■ ABOUT THIS EXERCISE: If a line in the entries includes "highest", show that line.

■ SOURCE MATERIAL:

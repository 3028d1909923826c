use anyhow::{Context, Result};
use chrono::{Datelike, NaiveDate, Utc};
use regex::Regex;
use reqwest::Client;
use serde::Deserialize;
use std::time::Duration;

use crate::data::types::{Bracket, BracketQuote};

const FETCH_TIMEOUT: Duration = Duration::from_secs(10);

pub struct GammaApiClient {
    client: Client,
    base_url: String,
}

#[derive(Debug, Deserialize)]
struct GammaEvent {
    #[serde(default)]
    markets: Vec<GammaMarket>,
}

#[derive(Debug, Deserialize)]
struct GammaMarket {
    #[serde(default)]
    question: Option<String>,
    /// Stringified JSON array: "[\"0.03\", \"0.97\"]"
    #[serde(rename = "outcomePrices")]
    #[serde(default)]
    outcome_prices: Option<serde_json::Value>,
    #[serde(default)]
    volume: Option<String>,
    #[serde(default)]
    closed: bool,
}

impl GammaApiClient {
    pub fn new(base_url: String) -> Self {
        Self {
            client: Client::new(),
            base_url,
        }
    }

    /// Fetch the day's temperature event and return one quote per bracket.
    /// Markets whose question cannot be parsed into a bracket are skipped.
    pub async fn fetch_bracket_board(&self, slug: &str) -> Result<Vec<BracketQuote>> {
        let url = format!("{}/events", self.base_url);

        let events: Vec<GammaEvent> = self
            .client
            .get(&url)
            .query(&[("slug", slug)])
            .timeout(FETCH_TIMEOUT)
            .send()
            .await
            .context("Failed to fetch temperature event")?
            .json()
            .await
            .context("Failed to parse event response")?;

        let event = match events.into_iter().next() {
            Some(e) => e,
            None => return Ok(Vec::new()),
        };

        let observed_at = Utc::now();
        let board = event
            .markets
            .into_iter()
            .filter_map(|m| convert_market(m, observed_at))
            .collect();
        Ok(board)
    }
}

fn convert_market(m: GammaMarket, observed_at: chrono::DateTime<Utc>) -> Option<BracketQuote> {
    let question = m.question?;
    let bracket = extract_bracket(&question)?;
    let (yes_price, no_price) = parse_outcome_prices(m.outcome_prices.as_ref());
    let volume = m.volume.and_then(|v| v.parse::<f64>().ok()).unwrap_or(0.0);
    Some(BracketQuote {
        bracket,
        question,
        yes_price,
        no_price,
        volume,
        closed: m.closed,
        observed_at,
    })
}

/// outcomePrices arrives either as a JSON array or as a stringified array.
fn parse_outcome_prices(value: Option<&serde_json::Value>) -> (Option<f64>, Option<f64>) {
    let parsed: Option<Vec<f64>> = match value {
        Some(serde_json::Value::String(s)) => serde_json::from_str::<Vec<String>>(s)
            .ok()
            .map(|v| v.iter().filter_map(|p| p.parse().ok()).collect()),
        Some(serde_json::Value::Array(arr)) => Some(
            arr.iter()
                .filter_map(|v| match v {
                    serde_json::Value::String(s) => s.parse().ok(),
                    serde_json::Value::Number(n) => n.as_f64(),
                    _ => None,
                })
                .collect(),
        ),
        _ => None,
    };
    match parsed {
        Some(prices) => (prices.first().copied(), prices.get(1).copied()),
        None => (None, None),
    }
}

/// Parse single-degree Celsius bracket questions.
///
/// Formats:
///   "be 14°C on ..."          -> exact degree
///   "be 9°C or below on ..."  -> open-ended lower bracket
///   "be 17°C or higher on..." -> open-ended upper bracket
pub fn extract_bracket(question: &str) -> Option<Bracket> {
    let q = question.replace('\u{b0}', "");
    let below = Regex::new(r"be\s+(\d+)\s*C\s+or\s+below").ok()?;
    if let Some(caps) = below.captures(&q) {
        return Some(Bracket::at_most(caps[1].parse().ok()?));
    }
    let higher = Regex::new(r"be\s+(\d+)\s*C\s+or\s+higher").ok()?;
    if let Some(caps) = higher.captures(&q) {
        return Some(Bracket::at_least(caps[1].parse().ok()?));
    }
    let exact = Regex::new(r"be\s+(\d+)\s*C\s+on").ok()?;
    if let Some(caps) = exact.captures(&q) {
        return Some(Bracket::exact(caps[1].parse().ok()?));
    }
    None
}

/// Slug of the day's event, e.g.
/// "highest-temperature-in-paris-on-february-22-2026".
pub fn date_slug(city: &str, date: NaiveDate) -> String {
    let month = month_name(date.month());
    format!(
        "highest-temperature-in-{}-on-{}-{}-{}",
        city,
        month,
        date.day(),
        date.year()
    )
}

fn month_name(month: u32) -> &'static str {
    match month {
        1 => "january",
        2 => "february",
        3 => "march",
        4 => "april",
        5 => "may",
        6 => "june",
        7 => "july",
        8 => "august",
        9 => "september",
        10 => "october",
        11 => "november",
        _ => "december",
    }
}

■ SOLUTION:
/// "highest-temperature-in-paris-on-february-22-2026".
        "highest-temperature-in-{}-on-{}-{}-{}",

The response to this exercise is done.